According to the Centers for Disease Control and Prevention (CDC), adults between the ages of 18 – 64 should meet one of the following recommendations for physical activity:

1) 150 minutes of moderate-intensity aerobic activity (i.e., brisk walking) each week and muscle strengthening activities (affecting all major muscle groups) on 2 or more days each week; or

2) 75 minutes of vigorous-intensity aerobic activity (i.e., jogging or running) each week and muscle strengthening activities as noted above; or

3) an equivalent mix of the above-described aerobic activity and muscle strengthening activities as noted above.

The CDC reports that 49% of adults in the United States are meeting one of the aerobic activity targets, but only 21% are meeting both the aerobic activity and muscle strengthening targets. The most commonly cited barrier to exercise is lack of time.

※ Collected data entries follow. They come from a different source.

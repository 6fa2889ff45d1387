// Output formatting — terminal display and the Markdown summary table.

pub mod markdown;
pub mod terminal;

/// Make arbitrary text safe to place inside a Markdown table cell.
///
/// Pipes would start a new column and newlines would end the row, so pipes
/// are escaped and any run of whitespace collapses to a single space.
pub fn escape_cell(text: &str) -> String {
    text.split_whitespace()
        .collect::<Vec<_>>()
        .join(" ")
        .replace('|', "\\|")
}
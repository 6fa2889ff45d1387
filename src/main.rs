use std::path::PathBuf;

use anyhow::Result;
use clap::Parser;
use tracing::info;

use frequent_interesting_words::config::{
    Config, DEFAULT_TARGET, DEFAULT_WORDS_PER_DOCUMENT, DEFAULT_WORD_LIMIT,
};
use frequent_interesting_words::keywords::yake::YakeExtractor;
use frequent_interesting_words::output::terminal;
use frequent_interesting_words::pipeline::summary;

/// Extract the most frequent interesting words from a set of documents,
/// then generate a table summarizing the results.
#[derive(Parser)]
#[command(name = "frequent-interesting-words", version, about)]
struct Cli {
    /// File to summarize, or a directory whose files are all summarized
    #[arg(value_parser = existing_path)]
    path: PathBuf,

    /// Filepath for the output table
    #[arg(long, default_value = DEFAULT_TARGET)]
    target: PathBuf,

    /// Remove the one per document limit on example sentences in the table output
    #[arg(long)]
    unlimit_example_sentences: bool,

    /// Upper bound on the number of interesting words in the output table,
    /// ranked by frequency; 0 means no limit
    #[arg(long, default_value_t = DEFAULT_WORD_LIMIT)]
    interesting_words_limit: usize,

    /// How many interesting words to discover per document; reducing it
    /// improves performance but decreases validity
    #[arg(long, default_value_t = DEFAULT_WORDS_PER_DOCUMENT)]
    interesting_words_per_document: usize,
}

impl From<Cli> for Config {
    fn from(cli: Cli) -> Self {
        Self {
            input: cli.path,
            target: cli.target,
            unlimited_examples: cli.unlimit_example_sentences,
            interesting_words_limit: cli.interesting_words_limit,
            words_per_document: cli.interesting_words_per_document,
        }
    }
}

/// Reject paths that don't exist during argument parsing (exit code 2).
fn existing_path(raw: &str) -> Result<PathBuf, String> {
    let path = PathBuf::from(raw);
    if path.exists() {
        Ok(path)
    } else {
        Err(format!("Path '{raw}' does not exist."))
    }
}

fn main() -> Result<()> {
    // Logs go to stderr; stdout is reserved for the ranked word list
    tracing_subscriber::fmt()
        .with_env_filter(
            tracing_subscriber::EnvFilter::try_from_default_env().unwrap_or_else(|_| {
                tracing_subscriber::EnvFilter::new("frequent_interesting_words=warn")
            }),
        )
        .with_writer(std::io::stderr)
        .init();

    let config: Config = Cli::parse().into();
    info!(?config, "Starting summary run");

    let summary = summary::run(&config, &YakeExtractor)?;

    // The ranking is shown even when there is nothing to tabulate
    terminal::display_ranked_words(&summary.ranked);

    let written = summary.table()?.dump(&config.target)?;
    terminal::display_saved(&written, summary.documents.len());

    Ok(())
}
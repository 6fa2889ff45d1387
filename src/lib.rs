// Frequent interesting words: keyword digests for small document collections.
//
// This is the library root. Each module is one stage of the summary
// pipeline, from reading documents to writing the Markdown table.

pub mod config;
pub mod documents;
pub mod frequency;
pub mod keywords;
pub mod output;
pub mod pipeline;
pub mod sentences;
pub mod tokenize;
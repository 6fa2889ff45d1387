// Pipelines — end-to-end runs over a document collection.

pub mod summary;
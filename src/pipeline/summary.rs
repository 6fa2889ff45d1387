// Summary pipeline: documents in, ranked interesting words and a table out.
//
// Strategy: read each document once to discover and count its keywords,
// merge the per-document maps, rank and cap the result, then read each
// document a second time to pull sample sentences for the words it
// contributed. Only one document is held in memory at a time.

use std::collections::BTreeMap;
use std::path::PathBuf;

use anyhow::Result;
use indicatif::{ProgressBar, ProgressStyle};
use tracing::{info, warn};

use crate::config::Config;
use crate::documents::{collect_document_paths, document_id, read_document};
use crate::frequency::{
    aggregate_words_with_frequency, build_interesting_word_frequencies, rank, WordFrequencies,
};
use crate::keywords::traits::KeywordExtractor;
use crate::output::markdown::{SummaryTable, WordSentences};
use crate::sentences::extract_sample_sentences;

/// Everything produced by one summary run.
#[derive(Debug, Clone)]
pub struct Summary {
    /// Documents that were processed, in processing order
    pub documents: Vec<PathBuf>,
    /// `(word, total)` pairs, most frequent first, after the word limit
    pub ranked: Vec<(String, u32)>,
    /// Aggregate word -> document -> count map, after the word limit
    pub frequencies: WordFrequencies,
    /// Sample sentences for each surviving word
    pub sentences: WordSentences,
}

impl Summary {
    /// Build the Markdown table for this run.
    ///
    /// Fails when the run found no interesting words.
    pub fn table(&self) -> Result<SummaryTable> {
        SummaryTable::build(&self.frequencies, &self.sentences)
    }
}

/// Run the summary pipeline over the configured input.
///
/// An input with no interesting words still succeeds with an empty ranking;
/// only building the table from it fails.
pub fn run(config: &Config, extractor: &dyn KeywordExtractor) -> Result<Summary> {
    config.require_input()?;

    let documents = collect_document_paths(&config.input)?;
    info!(count = documents.len(), input = %config.input.display(), "Documents to process");

    // Step 1: per-document keyword frequencies
    let pb = progress_bar(documents.len() as u64, "Counting keywords");
    let mut collection = Vec::with_capacity(documents.len());
    for path in &documents {
        let text = read_document(path)?;
        let frequencies = build_interesting_word_frequencies(
            &text,
            &document_id(path),
            extractor,
            config.words_per_document,
        )?;
        if frequencies.is_empty() {
            warn!(path = %path.display(), "No interesting words found in document");
        }
        collection.push(frequencies);
        pb.inc(1);
    }
    pb.finish_and_clear();

    // Step 2: merge, rank and cap
    let frequencies = aggregate_words_with_frequency(collection, config.word_limit());
    let ranked = rank(&frequencies);
    info!(
        words = ranked.len(),
        top_word = ranked.first().map(|(w, _)| w.as_str()).unwrap_or(""),
        "Ranked interesting words"
    );

    // Step 3: second pass for sample sentences
    let words_by_document = words_by_document(&frequencies, &ranked);
    let sentence_limit = config.sentence_limit();

    let pb = progress_bar(documents.len() as u64, "Sampling sentences");
    let mut sentences = WordSentences::new();
    for path in &documents {
        let Some(words) = words_by_document.get(&document_id(path)) else {
            pb.inc(1);
            continue;
        };
        let text = read_document(path)?;
        for word in words {
            sentences
                .entry(word.clone())
                .or_default()
                .extend(extract_sample_sentences(word, &text, sentence_limit));
        }
        pb.inc(1);
    }
    pb.finish_and_clear();

    Ok(Summary {
        documents,
        ranked,
        frequencies,
        sentences,
    })
}

/// Invert the aggregate map: document -> words it contributed, in rank order.
fn words_by_document(
    frequencies: &WordFrequencies,
    ranked: &[(String, u32)],
) -> BTreeMap<String, Vec<String>> {
    let mut by_document: BTreeMap<String, Vec<String>> = BTreeMap::new();
    for (word, _) in ranked {
        if let Some(docs) = frequencies.get(word) {
            for document in docs.keys() {
                by_document
                    .entry(document.clone())
                    .or_default()
                    .push(word.clone());
            }
        }
    }
    by_document
}

fn progress_bar(len: u64, message: &'static str) -> ProgressBar {
    let pb = ProgressBar::new(len);
    pb.set_style(
        ProgressStyle::default_bar()
            .template("  {msg} [{bar:30.cyan/blue}] {pos}/{len}")
            .expect("valid template")
            .progress_chars("=> "),
    );
    pb.set_message(message);
    pb
}

#[cfg(test)]
mod tests {
    use super::*;

    #[test]
    fn words_by_document_follows_rank_order() {
        let frequencies = WordFrequencies::from([
            (
                "cat".to_string(),
                BTreeMap::from([("a".to_string(), 2), ("b".to_string(), 1)]),
            ),
            ("mat".to_string(), BTreeMap::from([("a".to_string(), 1)])),
        ]);
        let ranked = rank(&frequencies);
        let inverted = words_by_document(&frequencies, &ranked);

        assert_eq!(inverted["a"], vec!["cat".to_string(), "mat".to_string()]);
        assert_eq!(inverted["b"], vec!["cat".to_string()]);
    }
}
// Keyword extraction — per-document "interesting word" discovery.

pub mod traits;
pub mod yake;

use anyhow::Result;

use self::traits::KeywordExtractor;

/// Extract up to `limit` lowercase keywords from `text`, best first.
pub fn extract_keywords(
    extractor: &dyn KeywordExtractor,
    text: &str,
    limit: usize,
) -> Result<Vec<String>> {
    if limit == 0 || text.trim().is_empty() {
        return Ok(Vec::new());
    }
    extractor.extract(text, limit)
}
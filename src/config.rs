use std::path::PathBuf;

use anyhow::Result;

/// Default output file for the summary table.
pub const DEFAULT_TARGET: &str = "output.md";

/// Default cap on ranked words in the summary (0 disables the cap).
pub const DEFAULT_WORD_LIMIT: usize = 10;

/// Default number of keywords discovered per document.
pub const DEFAULT_WORDS_PER_DOCUMENT: usize = 50;

/// Resolved settings for one summary run.
///
/// Everything comes from the command line; nothing is read from the
/// environment or persisted between runs.
#[derive(Debug, Clone, PartialEq)]
pub struct Config {
    /// File or directory of documents to summarize
    pub input: PathBuf,
    /// Where the Markdown table is written
    pub target: PathBuf,
    /// Keep every matching sentence instead of one per document
    pub unlimited_examples: bool,
    /// Upper bound on ranked words, 0 means no bound
    pub interesting_words_limit: usize,
    /// How many keywords to discover per document
    pub words_per_document: usize,
}

impl Config {
    /// Settings with defaults for everything except the input path.
    pub fn new(input: impl Into<PathBuf>) -> Self {
        Self {
            input: input.into(),
            target: PathBuf::from(DEFAULT_TARGET),
            unlimited_examples: false,
            interesting_words_limit: DEFAULT_WORD_LIMIT,
            words_per_document: DEFAULT_WORDS_PER_DOCUMENT,
        }
    }

    /// Cap on ranked words, `None` when unlimited.
    pub fn word_limit(&self) -> Option<usize> {
        (self.interesting_words_limit > 0).then_some(self.interesting_words_limit)
    }

    /// Cap on sample sentences taken from each document.
    pub fn sentence_limit(&self) -> Option<usize> {
        if self.unlimited_examples {
            None
        } else {
            Some(1)
        }
    }

    /// Check that the input path exists.
    /// Call this before any operation that reads documents.
    pub fn require_input(&self) -> Result<()> {
        if !self.input.exists() {
            anyhow::bail!("Path '{}' does not exist.", self.input.display());
        }
        Ok(())
    }
}
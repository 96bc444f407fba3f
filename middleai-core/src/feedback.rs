use std::fmt;
use std::str::FromStr;

use serde::{Serialize, Serializer};

use crate::error::MiddleAiError;

/// Kind of rating an end user gave.
///
/// On the wire the collector expects the ordinal (`emoji = 0`, `thumbs = 1`,
/// `scale = 2`), not the name.
#[derive(Debug, Clone, Copy, PartialEq, Eq, Hash)]
pub enum FeedbackType {
    Emoji = 0,
    Thumbs = 1,
    Scale = 2,
}

impl FeedbackType {
    pub fn as_str(self) -> &'static str {
        match self {
            FeedbackType::Emoji => "emoji",
            FeedbackType::Thumbs => "thumbs",
            FeedbackType::Scale => "scale",
        }
    }
}

impl Serialize for FeedbackType {
    fn serialize<S: Serializer>(&self, serializer: S) -> Result<S::Ok, S::Error> {
        serializer.serialize_u8(*self as u8)
    }
}

impl fmt::Display for FeedbackType {
    fn fmt(&self, f: &mut fmt::Formatter<'_>) -> fmt::Result {
        f.write_str(self.as_str())
    }
}

impl FromStr for FeedbackType {
    type Err = MiddleAiError;

    fn from_str(s: &str) -> Result<Self, Self::Err> {
        match s.trim().to_ascii_lowercase().as_str() {
            "emoji" => Ok(FeedbackType::Emoji),
            "thumbs" => Ok(FeedbackType::Thumbs),
            "scale" => Ok(FeedbackType::Scale),
            other => Err(MiddleAiError::Serialization(format!(
                "unknown feedback type {other:?} (expected emoji, thumbs or scale)"
            ))),
        }
    }
}

/// Body of `POST {endpoint}/feedback`.
#[derive(Debug, Clone, PartialEq, Eq, Serialize)]
pub struct FeedbackRecord<'a> {
    pub application_ref: &'a str,
    pub thread_id: &'a str,
    pub enduser_id: &'a str,
    pub feedback_type: FeedbackType,
    pub feedback_value: &'a str,
}
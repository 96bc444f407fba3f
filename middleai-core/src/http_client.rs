use std::time::{Duration, Instant};

use reqwest::{Client, StatusCode};
use serde::Serialize;
use tracing::debug;

use crate::config::HttpCfg;
use crate::error::{CoreResult, MiddleAiError};

/// Thin wrapper around reqwest::Client with defaults and helpers.
#[derive(Debug, Clone)]
pub struct HttpClient {
    inner: Client,
    user_agent: String,
}

impl HttpClient {
    pub fn new(cfg: &HttpCfg) -> CoreResult<Self> {
        let mut builder = Client::builder()
            .connect_timeout(Duration::from_millis(cfg.connect_timeout_ms))
            .timeout(Duration::from_millis(cfg.request_timeout_ms));
        if let Some(max_idle) = cfg.pool_max_idle_per_host {
            builder = builder.pool_max_idle_per_host(max_idle);
        }
        let inner = builder
            .build()
            .map_err(|e| MiddleAiError::Other(anyhow::anyhow!("http client build failed: {e}")))?;
        Ok(Self {
            inner,
            user_agent: concat!("middleai/", env!("CARGO_PKG_VERSION")).to_string(),
        })
    }

    /// POST a JSON body and hand back the response status. Only a failure to
    /// get any response at all is an error; status interpretation is left to
    /// the caller.
    pub async fn post_json_status<T: Serialize + ?Sized>(
        &self,
        url: &str,
        body: &T,
        headers: &[(&str, &str)],
    ) -> CoreResult<StatusCode> {
        let start = Instant::now();
        let mut req = self
            .inner
            .post(url)
            .json(body)
            .header("User-Agent", &self.user_agent);

        // custom headers
        for (k, v) in headers {
            req = req.header(*k, *v);
        }

        let resp = req
            .send()
            .await
            .map_err(|e| MiddleAiError::Transport(format!("POST {url} failed: {e}")))?;

        let status = resp.status();
        if !status.is_success() {
            let text = resp.text().await.unwrap_or_default();
            debug!(%status, body = %truncate(&text, 300), "non-success response");
        }
        debug!(%status, latency_ms = start.elapsed().as_millis() as u64, url, "POST completed");
        Ok(status)
    }
}

fn truncate(s: &str, max: usize) -> String {
    if s.len() > max {
        let mut end = max;
        while !s.is_char_boundary(end) {
            end -= 1;
        }
        let mut t = s[..end].to_string();
        t.push_str("...");
        t
    } else {
        s.to_string()
    }
}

Because finding time to exercise during a typical work week is a challenge for some people, there are individuals who only exercise during the weekend (i.e., “weekend warriors”). Interestingly, a study published last month in JAMA Internal Medicine found that persons meeting one of the aerobic exercise targets with only weekend exercise (either 1 day or 2 days) had a 30% lower risk of death (from all causes) than persons who were inactive. Of note, those who were “insufficiently active” (physically active but not meeting the targets) had a similar (31%) lower risk of death, while those meeting the aerobic targets with 3 or more exercise sessions per week had a 35% lower risk of death. While more (and regular) exercise may be incrementally better, the conclusion is that some exercise is substantially better than none.

An important caveat to note is that “some” exercise does not appear to offset the increased mortality risk that comes with extensive sitting. An analysis published in The Lancet last year found that 60-75 minutes of moderate intensity aerobic activity every day was necessary to eliminate risk associated with extensive sitting. This is three times the amount of aerobic exercise recommended by the CDC.

To decrease the risk of death from any cause, sitting less and moving more is without debate. Some exercise is clearly better than none, although regular exercise is incrementally better.


Paul J. Hershberger, Ph.D.

… is a clinical health psychologist. He is Professor and Director of the Division of Behavioral Health, Department of Family Medicine, Wright State University Boonshoft School of Medicine.